_Work to complete_: All of the records must be repeated exactly.

Source data

○ ○ ○ ○

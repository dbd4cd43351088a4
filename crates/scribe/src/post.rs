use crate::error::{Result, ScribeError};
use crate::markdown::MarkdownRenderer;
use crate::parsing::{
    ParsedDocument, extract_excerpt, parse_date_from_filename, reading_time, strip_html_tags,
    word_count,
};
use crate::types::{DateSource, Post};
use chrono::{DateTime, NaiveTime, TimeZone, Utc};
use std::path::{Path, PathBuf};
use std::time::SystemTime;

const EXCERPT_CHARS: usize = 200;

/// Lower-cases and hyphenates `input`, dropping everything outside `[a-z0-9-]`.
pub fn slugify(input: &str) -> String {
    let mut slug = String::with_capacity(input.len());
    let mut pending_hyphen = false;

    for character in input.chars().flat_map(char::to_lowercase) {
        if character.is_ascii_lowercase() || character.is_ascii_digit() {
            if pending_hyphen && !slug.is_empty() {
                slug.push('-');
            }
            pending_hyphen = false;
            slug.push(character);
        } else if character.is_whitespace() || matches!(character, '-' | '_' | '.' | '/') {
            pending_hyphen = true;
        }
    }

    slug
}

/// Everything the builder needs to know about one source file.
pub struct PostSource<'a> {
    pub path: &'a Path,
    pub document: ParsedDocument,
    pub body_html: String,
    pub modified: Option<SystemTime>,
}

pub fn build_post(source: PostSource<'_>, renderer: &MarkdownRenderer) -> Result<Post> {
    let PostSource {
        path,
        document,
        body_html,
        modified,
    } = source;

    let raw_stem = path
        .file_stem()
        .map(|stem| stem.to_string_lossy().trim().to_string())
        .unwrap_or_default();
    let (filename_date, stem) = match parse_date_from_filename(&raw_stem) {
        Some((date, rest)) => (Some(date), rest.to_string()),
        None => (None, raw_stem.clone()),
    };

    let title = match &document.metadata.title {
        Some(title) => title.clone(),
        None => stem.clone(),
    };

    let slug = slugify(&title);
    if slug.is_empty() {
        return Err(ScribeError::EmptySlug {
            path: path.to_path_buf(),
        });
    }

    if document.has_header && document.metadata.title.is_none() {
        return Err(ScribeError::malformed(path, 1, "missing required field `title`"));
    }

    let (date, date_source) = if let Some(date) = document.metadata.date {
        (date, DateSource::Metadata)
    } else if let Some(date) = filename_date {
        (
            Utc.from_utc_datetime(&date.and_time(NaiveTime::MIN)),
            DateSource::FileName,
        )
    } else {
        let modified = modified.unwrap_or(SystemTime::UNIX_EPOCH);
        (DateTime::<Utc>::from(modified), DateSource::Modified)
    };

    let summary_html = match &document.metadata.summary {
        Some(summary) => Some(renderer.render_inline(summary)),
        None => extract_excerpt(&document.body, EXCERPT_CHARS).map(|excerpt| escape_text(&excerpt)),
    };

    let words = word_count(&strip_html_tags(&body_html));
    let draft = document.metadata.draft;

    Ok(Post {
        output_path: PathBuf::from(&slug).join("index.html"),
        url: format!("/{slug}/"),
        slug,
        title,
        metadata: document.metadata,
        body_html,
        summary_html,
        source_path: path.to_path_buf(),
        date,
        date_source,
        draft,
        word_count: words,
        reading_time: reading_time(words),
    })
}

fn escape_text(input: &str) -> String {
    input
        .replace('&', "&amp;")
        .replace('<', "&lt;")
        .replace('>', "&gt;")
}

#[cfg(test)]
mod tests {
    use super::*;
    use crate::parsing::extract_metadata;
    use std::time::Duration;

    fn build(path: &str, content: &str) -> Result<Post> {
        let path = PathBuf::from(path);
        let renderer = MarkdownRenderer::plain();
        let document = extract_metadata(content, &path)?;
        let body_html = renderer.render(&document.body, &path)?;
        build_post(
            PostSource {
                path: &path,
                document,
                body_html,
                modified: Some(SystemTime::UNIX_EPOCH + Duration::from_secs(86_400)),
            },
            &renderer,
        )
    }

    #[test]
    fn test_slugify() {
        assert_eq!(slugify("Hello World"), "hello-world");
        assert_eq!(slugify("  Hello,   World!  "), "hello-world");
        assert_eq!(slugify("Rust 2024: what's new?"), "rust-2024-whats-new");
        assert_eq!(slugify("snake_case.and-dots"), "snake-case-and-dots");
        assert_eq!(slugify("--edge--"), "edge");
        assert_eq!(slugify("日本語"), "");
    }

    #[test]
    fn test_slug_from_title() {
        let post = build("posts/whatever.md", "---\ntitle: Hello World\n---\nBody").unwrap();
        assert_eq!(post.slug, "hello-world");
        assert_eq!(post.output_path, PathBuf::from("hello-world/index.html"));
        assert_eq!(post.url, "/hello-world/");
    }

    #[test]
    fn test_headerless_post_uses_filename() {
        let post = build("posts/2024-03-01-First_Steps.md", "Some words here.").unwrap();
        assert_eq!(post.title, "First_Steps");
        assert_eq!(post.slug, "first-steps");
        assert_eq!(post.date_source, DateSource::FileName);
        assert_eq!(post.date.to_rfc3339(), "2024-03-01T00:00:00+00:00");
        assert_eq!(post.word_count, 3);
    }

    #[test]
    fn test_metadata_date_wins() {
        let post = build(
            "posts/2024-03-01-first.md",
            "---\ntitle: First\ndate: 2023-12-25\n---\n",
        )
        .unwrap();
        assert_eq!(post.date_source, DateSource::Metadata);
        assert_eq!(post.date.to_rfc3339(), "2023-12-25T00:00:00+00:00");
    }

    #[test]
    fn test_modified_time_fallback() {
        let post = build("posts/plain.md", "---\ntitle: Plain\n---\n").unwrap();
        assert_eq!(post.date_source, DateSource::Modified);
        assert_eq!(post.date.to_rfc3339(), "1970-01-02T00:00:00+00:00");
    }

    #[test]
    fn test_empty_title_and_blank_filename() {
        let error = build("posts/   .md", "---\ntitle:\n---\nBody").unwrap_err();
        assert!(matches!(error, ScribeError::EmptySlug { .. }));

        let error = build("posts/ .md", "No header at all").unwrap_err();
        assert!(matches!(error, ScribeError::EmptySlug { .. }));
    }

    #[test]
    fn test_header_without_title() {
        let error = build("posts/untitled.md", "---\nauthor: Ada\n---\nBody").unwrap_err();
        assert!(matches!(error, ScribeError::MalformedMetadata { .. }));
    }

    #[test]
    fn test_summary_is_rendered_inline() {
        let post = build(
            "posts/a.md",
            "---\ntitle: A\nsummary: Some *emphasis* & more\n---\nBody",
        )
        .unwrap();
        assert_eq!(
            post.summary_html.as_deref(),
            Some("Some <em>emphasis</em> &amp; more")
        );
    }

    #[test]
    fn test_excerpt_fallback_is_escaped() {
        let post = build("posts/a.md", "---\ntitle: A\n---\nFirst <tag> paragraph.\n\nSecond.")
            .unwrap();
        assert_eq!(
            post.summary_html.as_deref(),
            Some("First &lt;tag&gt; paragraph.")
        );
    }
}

○ ○ ○ ○

_Exercise response_:
repository dbd4cd43351088a4
filename crates/scribe/src/post.rs
use crate::error::{Result, ScribeError};
use crate::markdown::MarkdownRenderer;
use crate::parsing::{
    ParsedDocument, extract_excerpt, parse_date_from_filename, reading_time, strip_html_tags,
    word_count,
};
use crate::types::{DateSource, Post};
use chrono::{DateTime, NaiveTime, TimeZone, Utc};
use std::path::{Path, PathBuf};
use std::time::SystemTime;

const EXCERPT_CHARS: usize = 200;

/// Lower-cases and hyphenates `input`, dropping everything outside `[a-z0-9-]`.
pub fn slugify(input: &str) -> String {
    let mut slug = String::with_capacity(input.len());
    let mut pending_hyphen = false;

    for character in input.chars().flat_map(char::to_lowercase) {
        if character.is_ascii_lowercase() || character.is_ascii_digit() {
            if pending_hyphen && !slug.is_empty() {
                slug.push('-');
            }
            pending_hyphen = false;
            slug.push(character);
        } else if character.is_whitespace() || matches!(character, '-' | '_' | '.' | '/') {
            pending_hyphen = true;
        }
    }

    slug
}

/// Everything the builder needs to know about one source file.
pub struct PostSource<'a> {
    pub path: &'a Path,
    pub document: ParsedDocument,
    pub body_html: String,
    pub modified: Option<SystemTime>,
}

pub fn build_post(source: PostSource<'_>, renderer: &MarkdownRenderer) -> Result<Post> {
    let PostSource {
        path,
        document,
        body_html,
        modified,
    } = source;

    let raw_stem = path
        .file_stem()
        .map(|stem| stem.to_string_lossy().trim().to_string())
        .unwrap_or_default();
    let (filename_date, stem) = match parse_date_from_filename(&raw_stem) {
        Some((date, rest)) => (Some(date), rest.to_string()),
        None => (None, raw_stem.clone()),
    };

    let title = match &document.metadata.title {
        Some(title) => title.clone(),
        None => stem.clone(),
    };

    let slug = slugify(&title);
    if slug.is_empty() {
        return Err(ScribeError::EmptySlug {
            path: path.to_path_buf(),
        });
    }

    if document.has_header && document.metadata.title.is_none() {
        return Err(ScribeError::malformed(path, 1, "missing required field `title`"));
    }

    let (date, date_source) = if let Some(date) = document.metadata.date {
        (date, DateSource::Metadata)
    } else if let Some(date) = filename_date {
        (
            Utc.from_utc_datetime(&date.and_time(NaiveTime::MIN)),
            DateSource::FileName,
        )
    } else {
        let modified = modified.unwrap_or(SystemTime::UNIX_EPOCH);
        (DateTime::<Utc>::from(modified), DateSource::Modified)
    };

    let summary_html = match &document.metadata.summary {
        Some(summary) => Some(renderer.render_inline(summary)),
        None => extract_excerpt(&document.body, EXCERPT_CHARS).map(|excerpt| escape_text(&excerpt)),
    };

    let words = word_count(&strip_html_tags(&body_html));
    let draft = document.metadata.draft;

    Ok(Post {
        output_path: PathBuf::from(&slug).join("index.html"),
        url: format!("/{slug}/"),
        slug,
        title,
        metadata: document.metadata,
        body_html,
        summary_html,
        source_path: path.to_path_buf(),
        date,
        date_source,
        draft,
        word_count: words,
        reading_time: reading_time(words),
    })
}

fn escape_text(input: &str) -> String {
    input
        .replace('&', "&amp;")
        .replace('<', "&lt;")
        .replace('>', "&gt;")
}

#[cfg(test)]
mod tests {
    use super::*;
    use crate::parsing::extract_metadata;
    use std::time::Duration;

    fn build(path: &str, content: &str) -> Result<Post> {
        let path = PathBuf::from(path);
        let renderer = MarkdownRenderer::plain();
        let document = extract_metadata(content, &path)?;
        let body_html = renderer.render(&document.body, &path)?;
        build_post(
            PostSource {
                path: &path,
                document,
                body_html,
                modified: Some(SystemTime::UNIX_EPOCH + Duration::from_secs(86_400)),
            },
            &renderer,
        )
    }

    #[test]
    fn test_slugify() {
        assert_eq!(slugify("Hello World"), "hello-world");
        assert_eq!(slugify("  Hello,   World!  "), "hello-world");
        assert_eq!(slugify("Rust 2024: what's new?"), "rust-2024-whats-new");
        assert_eq!(slugify("snake_case.and-dots"), "snake-case-and-dots");
        assert_eq!(slugify("--edge--"), "edge");
        assert_eq!(slugify("日本語"), "");
    }

    #[test]
    fn test_slug_from_title() {
        let post = build("posts/whatever.md", "---\ntitle: Hello World\n---\nBody").unwrap();
        assert_eq!(post.slug, "hello-world");
        assert_eq!(post.output_path, PathBuf::from("hello-world/index.html"));
        assert_eq!(post.url, "/hello-world/");
    }

    #[test]
    fn test_headerless_post_uses_filename() {
        let post = build("posts/2024-03-01-First_Steps.md", "Some words here.").unwrap();
        assert_eq!(post.title, "First_Steps");
        assert_eq!(post.slug, "first-steps");
        assert_eq!(post.date_source, DateSource::FileName);
        assert_eq!(post.date.to_rfc3339(), "2024-03-01T00:00:00+00:00");
        assert_eq!(post.word_count, 3);
    }

    #[test]
    fn test_metadata_date_wins() {
        let post = build(
            "posts/2024-03-01-first.md",
            "---\ntitle: First\ndate: 2023-12-25\n---\n",
        )
        .unwrap();
        assert_eq!(post.date_source, DateSource::Metadata);
        assert_eq!(post.date.to_rfc3339(), "2023-12-25T00:00:00+00:00");
    }

    #[test]
    fn test_modified_time_fallback() {
        let post = build("posts/plain.md", "---\ntitle: Plain\n---\n").unwrap();
        assert_eq!(post.date_source, DateSource::Modified);
        assert_eq!(post.date.to_rfc3339(), "1970-01-02T00:00:00+00:00");
    }

    #[test]
    fn test_empty_title_and_blank_filename() {
        let error = build("posts/   .md", "---\ntitle:\n---\nBody").unwrap_err();
        assert!(matches!(error, ScribeError::EmptySlug { .. }));

        let error = build("posts/ .md", "No header at all").unwrap_err();
        assert!(matches!(error, ScribeError::EmptySlug { .. }));
    }

    #[test]
    fn test_header_without_title() {
        let error = build("posts/untitled.md", "---\nauthor: Ada\n---\nBody").unwrap_err();
        assert!(matches!(error, ScribeError::MalformedMetadata { .. }));
    }

    #[test]
    fn test_summary_is_rendered_inline() {
        let post = build(
            "posts/a.md",
            "---\ntitle: A\nsummary: Some *emphasis* & more\n---\nBody",
        )
        .unwrap();
        assert_eq!(
            post.summary_html.as_deref(),
            Some("Some <em>emphasis</em> &amp; more")
        );
    }

    #[test]
    fn test_excerpt_fallback_is_escaped() {
        let post = build("posts/a.md", "---\ntitle: A\n---\nFirst <tag> paragraph.\n\nSecond.")
            .unwrap();
        assert_eq!(
            post.summary_html.as_deref(),
            Some("First &lt;tag&gt; paragraph.")
        );
    }
}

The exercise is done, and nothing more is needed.